Now, nearly every "anti-war" demonstration on the planet these days is replete with banners egging on the terrorist campaign against Israel. And several prominent American foreign-policy luminaries openly link their opposition to an American attack on Iraq with their desire that the US concentrate on pressuring Israel to make concessions to the Palestinians. Under these circumstances, it's certainly odd that somehow the Jews in the Bush administration are the ones whom Kaus has chosen to suspect of loyalty to a foreign cause.

Still, Kaplan's accusation of anti-Semitism is, to be blunt, a misguided and superfluous ad hominem attack. Perhaps some of his targets are anti-Semitic, and perhaps they are not; but their position on the war on Iraq, or on neoconservatives, is pretty weak evidence one way or the other. For example, Kaus and Joe Klein both take the "dual loyalty" charge seriously, and presumably neither of them is a rabid anti-Semite.

The real problem with the Kaus/Klein thesis, though, is that it is every bit as superfluous and irrelevant an ad hominem attack as Kaplan's original anti-Semitism accusation. Perhaps Paul Wolfowitz, Richard Perle and Douglas Feith are deep-cover moles for the Mossad--and perhaps they're not. Perhaps Mickey Kaus and Joe Klein are in Yasser Arafat's pay--and perhaps not. Perhaps Martin Luther King Jr. had Communist sympathies (he did), Nelson Mandela was a terrorist leader (he was), and Margaret Sanger (the founder of Planned Parenthood) was a eugenics enthusiast (she was). But apart from historical interest, these details of the unsavory motivations of certain leaders have no bearing on the justice of the causes which they led. And opponents of those causes who treat the leader's motivations as evidence against the cause (as has often, in fact, been done) are merely demonstrating their inability to mount serious arguments for their oppositional case.

The motives of the Buchanans and Matthews and Novaks and Kauses and Kleins of the world are probably more complex than mere reflexively anti-Israel partisanship--let alone anti-Semitism. Buchanan and Novak do, indeed, have long histories of demonizing Israel, often most unfairly. Matthews, on the other hand, cultivates a working-class Catholic populist perspective, and tends to enjoy picking fights with elite intellectual types like the Pentagon's cerebral neoconservatives. Klein's point of view, judging by his writing, is that of an unreconstructed Peres/Beilin-style Israeli dove, to whom American Jewish neoconservatives' real crime is not support for Israel but rather support for Sharon's hawkish Likud party. And Kaus is an inveterate liberal contrarian who loves taking stances that his ostensible political allies would find irritating.

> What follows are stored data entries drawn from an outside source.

// rust/reader-core/src/data/sample.rs

use serde::{Deserialize, Serialize};

/// One `(field, feature, value)` triple of a sparse row.
///
/// libsvm and CSV sources have no field concept and always use field `0`.
#[derive(Debug, Clone, Copy, PartialEq, Serialize, Deserialize)]
pub struct Feature {
    pub field: u32,
    pub index: u32,
    pub value: f32,
}

impl Feature {
    pub fn new(field: u32, index: u32, value: f32) -> Self {
        Self { field, index, value }
    }
}

/// A labeled sparse row. Features keep the order they were parsed in.
#[derive(Debug, Clone, Default, PartialEq, Serialize, Deserialize)]
pub struct SparseRow {
    pub label: Option<f32>,
    pub features: Vec<Feature>,
}

impl SparseRow {
    pub fn new(label: Option<f32>) -> Self {
        Self {
            label,
            features: Vec::new(),
        }
    }

    pub fn push(&mut self, feature: Feature) {
        self.features.push(feature);
    }

    pub fn len(&self) -> usize {
        self.features.len()
    }

    pub fn is_empty(&self) -> bool {
        self.features.is_empty()
    }
}

/// An ordered sequence of sparse rows handed to the consumer per `sample`.
///
/// A batch is only ever mutated by the reader that owns it. Rows are
/// appended in source order and never reordered afterwards.
#[derive(Debug, Clone, Default, PartialEq, Serialize, Deserialize)]
pub struct SampleBatch {
    rows: Vec<SparseRow>,
    has_label: bool,
}

impl SampleBatch {
    pub fn new(has_label: bool) -> Self {
        Self {
            rows: Vec::new(),
            has_label,
        }
    }

    pub fn with_capacity(has_label: bool, capacity: usize) -> Self {
        Self {
            rows: Vec::with_capacity(capacity),
            has_label,
        }
    }

    pub fn has_label(&self) -> bool {
        self.has_label
    }

    pub fn set_has_label(&mut self, has_label: bool) {
        self.has_label = has_label;
    }

    /// Appends a parsed row.
    pub fn push(&mut self, row: SparseRow) {
        self.rows.push(row);
    }

    pub fn len(&self) -> usize {
        self.rows.len()
    }

    pub fn is_empty(&self) -> bool {
        self.rows.is_empty()
    }

    pub fn rows(&self) -> &[SparseRow] {
        &self.rows
    }

    pub fn row(&self, index: usize) -> Option<&SparseRow> {
        self.rows.get(index)
    }

    pub fn iter(&self) -> std::slice::Iter<'_, SparseRow> {
        self.rows.iter()
    }

    /// Total number of feature triples across all rows.
    pub fn num_features(&self) -> usize {
        self.rows.iter().map(SparseRow::len).sum()
    }

    /// Drops rows but keeps the allocation for reuse.
    pub fn clear(&mut self) {
        self.rows.clear();
    }

    /// Shrinks the batch to its first `len` rows.
    pub fn truncate(&mut self, len: usize) {
        self.rows.truncate(len);
    }

    /// Drops rows and frees the allocation.
    pub fn release(&mut self) {
        self.rows = Vec::new();
    }

    pub(crate) fn into_rows(self) -> Vec<SparseRow> {
        self.rows
    }
}

impl<'a> IntoIterator for &'a SampleBatch {
    type Item = &'a SparseRow;
    type IntoIter = std::slice::Iter<'a, SparseRow>;

    fn into_iter(self) -> Self::IntoIter {
        self.rows.iter()
    }
}

#[cfg(test)]
mod tests {
    use super::*;

    fn row(label: f32, features: &[(u32, u32, f32)]) -> SparseRow {
        SparseRow {
            label: Some(label),
            features: features
                .iter()
                .map(|&(f, i, v)| Feature::new(f, i, v))
                .collect(),
        }
    }

    #[test]
    fn test_push_preserves_order() {
        let mut batch = SampleBatch::new(true);
        batch.push(row(1.0, &[(0, 3, 0.5)]));
        batch.push(row(0.0, &[(0, 1, 1.0), (0, 7, 2.0)]));

        assert_eq!(batch.len(), 2);
        assert_eq!(batch.row(0).unwrap().label, Some(1.0));
        assert_eq!(batch.row(1).unwrap().features[1].index, 7);
        assert_eq!(batch.num_features(), 3);
    }

    #[test]
    fn test_truncate_and_release() {
        let mut batch = SampleBatch::with_capacity(false, 16);
        for i in 0..10 {
            batch.push(SparseRow {
                label: None,
                features: vec![Feature::new(0, i, 1.0)],
            });
        }

        batch.truncate(4);
        assert_eq!(batch.len(), 4);
        assert_eq!(batch.rows()[3].features[0].index, 3);

        batch.release();
        assert!(batch.is_empty());
        assert_eq!(batch.rows.capacity(), 0);
        assert!(!batch.has_label());
    }

    #[test]
    fn test_clear_keeps_capacity() {
        let mut batch = SampleBatch::with_capacity(true, 8);
        batch.push(row(1.0, &[]));
        batch.clear();
        assert!(batch.is_empty());
        assert!(batch.rows.capacity() >= 8);
    }

    #[test]
    fn test_iteration() {
        let mut batch = SampleBatch::new(true);
        batch.push(row(1.0, &[(1, 2, 3.0)]));
        batch.push(row(-1.0, &[(4, 5, 6.0)]));

        let labels: Vec<_> = (&batch).into_iter().map(|r| r.label.unwrap()).collect();
        assert_eq!(labels, vec![1.0, -1.0]);
    }
}
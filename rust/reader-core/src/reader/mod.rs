// rust/reader-core/src/reader/mod.rs

//! Sample readers.
//!
//! A driver binds a reader to a source with [`Reader::initialize`], pulls
//! batches with [`Reader::sample`] until it returns a count of zero, then
//! calls [`Reader::reset`] to start the next pass.
//!
//! Two strategies implement the contract:
//! - [`InMemoryReader`] parses the whole source once (or restores it from
//!   the binary cache), then serves batches from memory, optionally shuffled.
//! - [`OnDiskReader`] streams the source block by block. A background
//!   producer reads and parses the next block while the consumer works on
//!   the current one.
//!
//! [`SampleReader`] wraps both and is built from a [`ReaderConfig`].
//!
//! # Example
//!
//! ```no_run
//! use reader_core::config::ReaderConfig;
//! use reader_core::parser::ParserRegistry;
//! use reader_core::reader::{Reader, SampleReader};
//! use std::path::Path;
//! use std::sync::Arc;
//!
//! let config = ReaderConfig::default();
//! let mut reader =
//!     SampleReader::from_config(&config, Arc::new(ParserRegistry::default()), None).unwrap();
//! reader.initialize(Path::new("train.libsvm")).unwrap();
//!
//! for _epoch in 0..3 {
//!     loop {
//!         let (batch, count) = reader.sample().unwrap();
//!         if count == 0 {
//!             break;
//!         }
//!         // Feed batch to the optimizer
//!         let _ = batch.num_features();
//!     }
//!     reader.reset().unwrap();
//! }
//! ```

mod inmem;
mod ondisk;

use std::path::{Path, PathBuf};
use std::sync::Arc;

use crate::config::{ReaderConfig, ReaderKind};
use crate::data::SampleBatch;
use crate::error::{ReaderError, Result};
use crate::parser::{FileFormat, ParserRegistry};
use crate::pool::ThreadPool;
use crate::storage::{LocalStorage, StorageBackend};

pub use inmem::InMemoryReader;
pub use ondisk::{Block, OnDiskReader};

/// The sampling contract shared by every reader.
pub trait Reader {
    /// Binds the reader to `path`, detecting its format.
    ///
    /// # Errors
    ///
    /// Returns an error if the source cannot be opened, its format cannot be
    /// classified, or a strategy precondition is not met. The reader is left
    /// uninitialized in that case.
    fn initialize(&mut self, path: &Path) -> Result<()>;

    /// Returns the next batch and its row count.
    ///
    /// A count of zero marks the end of the current pass. Calling `sample`
    /// again before [`Reader::reset`] keeps returning zero.
    ///
    /// # Errors
    ///
    /// Returns a precondition error before `initialize`, and any read or
    /// parse error raised while producing the batch.
    fn sample(&mut self) -> Result<(&SampleBatch, usize)>;

    /// Rewinds to the beginning of the source.
    ///
    /// Leaves `has_label`, `shuffle` and configuration unchanged.
    fn reset(&mut self) -> Result<()>;

    /// Requests shuffled or file-order delivery.
    fn set_shuffle(&mut self, shuffle: bool);

    fn shuffle(&self) -> bool;

    /// Whether rows of the bound source carry a label.
    fn has_label(&self) -> bool;

    /// The bound source, once initialized.
    fn filename(&self) -> Option<&Path>;

    /// The detected source encoding, once initialized.
    fn format(&self) -> Option<FileFormat>;
}

/// A reader selected at construction time.
pub enum SampleReader {
    InMemory(InMemoryReader),
    OnDisk(OnDiskReader),
}

impl SampleReader {
    /// Builds the reader named by `config.reader.kind`.
    ///
    /// On-disk readers use `pool` when given; otherwise a private pool of
    /// `config.on_disk.pool_threads` workers is created.
    ///
    /// # Errors
    ///
    /// Returns an error if the configuration is invalid or the storage
    /// backend or pool cannot be created.
    pub fn from_config(
        config: &ReaderConfig,
        registry: Arc<ParserRegistry>,
        pool: Option<Arc<ThreadPool>>,
    ) -> Result<Self> {
        config.validate()?;

        let storage: Arc<dyn StorageBackend> = Arc::new(LocalStorage::new(&config.storage)?);

        let mut reader = match config.reader.kind {
            ReaderKind::InMemory => {
                let mut reader = InMemoryReader::new(storage, registry)
                    .with_detect_config(config.detect.clone())
                    .with_cache_config(config.cache.clone());
                reader.set_batch_size(config.reader.batch_size)?;
                if let Some(seed) = config.reader.seed {
                    reader.set_seed(seed);
                }
                Self::InMemory(reader)
            }
            ReaderKind::OnDisk => {
                let pool = match pool {
                    Some(pool) => pool,
                    None => Arc::new(ThreadPool::new(config.on_disk.pool_threads)?),
                };
                let mut reader = OnDiskReader::new(storage, registry)
                    .with_detect_config(config.detect.clone());
                reader.set_block_size(config.on_disk.block_size);
                reader.set_thread_pool(pool);
                Self::OnDisk(reader)
            }
        };

        if config.reader.shuffle {
            reader.set_shuffle(true);
        }

        Ok(reader)
    }

    /// Loads a TOML configuration file, applies `SPR_*` environment
    /// overrides and builds the reader it names.
    pub fn from_config_file(
        path: impl AsRef<Path>,
        registry: Arc<ParserRegistry>,
        pool: Option<Arc<ThreadPool>>,
    ) -> Result<Self> {
        let config = ReaderConfig::from_file(path)?.with_env_overrides();
        Self::from_config(&config, registry, pool)
    }

    pub fn kind(&self) -> ReaderKind {
        match self {
            Self::InMemory(_) => ReaderKind::InMemory,
            Self::OnDisk(_) => ReaderKind::OnDisk,
        }
    }

    pub fn as_in_memory(&self) -> Option<&InMemoryReader> {
        match self {
            Self::InMemory(reader) => Some(reader),
            Self::OnDisk(_) => None,
        }
    }

    pub fn as_on_disk(&self) -> Option<&OnDiskReader> {
        match self {
            Self::OnDisk(reader) => Some(reader),
            Self::InMemory(_) => None,
        }
    }
}

impl Reader for SampleReader {
    fn initialize(&mut self, path: &Path) -> Result<()> {
        match self {
            Self::InMemory(r) => r.initialize(path),
            Self::OnDisk(r) => r.initialize(path),
        }
    }

    fn sample(&mut self) -> Result<(&SampleBatch, usize)> {
        match self {
            Self::InMemory(r) => r.sample(),
            Self::OnDisk(r) => r.sample(),
        }
    }

    fn reset(&mut self) -> Result<()> {
        match self {
            Self::InMemory(r) => r.reset(),
            Self::OnDisk(r) => r.reset(),
        }
    }

    fn set_shuffle(&mut self, shuffle: bool) {
        match self {
            Self::InMemory(r) => r.set_shuffle(shuffle),
            Self::OnDisk(r) => r.set_shuffle(shuffle),
        }
    }

    fn shuffle(&self) -> bool {
        match self {
            Self::InMemory(r) => r.shuffle(),
            Self::OnDisk(r) => r.shuffle(),
        }
    }

    fn has_label(&self) -> bool {
        match self {
            Self::InMemory(r) => r.has_label(),
            Self::OnDisk(r) => r.has_label(),
        }
    }

    fn filename(&self) -> Option<&Path> {
        match self {
            Self::InMemory(r) => r.filename(),
            Self::OnDisk(r) => r.filename(),
        }
    }

    fn format(&self) -> Option<FileFormat> {
        match self {
            Self::InMemory(r) => r.format(),
            Self::OnDisk(r) => r.format(),
        }
    }
}

/// State every reader keeps about its bound source.
#[derive(Debug, Clone, Default)]
pub(crate) struct SourceState {
    pub(crate) filename: Option<PathBuf>,
    pub(crate) format: Option<FileFormat>,
    pub(crate) has_label: bool,
}

impl SourceState {
    pub(crate) fn ensure_initialized(&self) -> Result<()> {
        if self.filename.is_none() {
            return Err(ReaderError::precondition(
                "reader is not initialized; call initialize first",
            ));
        }
        Ok(())
    }
}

But their basic argument--that attacking Iraq is bad because high-ranking Pentagon officials are motivated by staunch pro-Zionist views--is self-evidently vacuous. And their corollary--that the US should back off Iraq and start putting pressure on Israel to capitulate to Palestinian demands--is also just plain foolish, for reasons I've amply detailed elsewhere. Moreover, it remains irredeemably dopey irrespective of the loyalties of either the view's proponents themselves, or of the Pentagon officials they excoriate.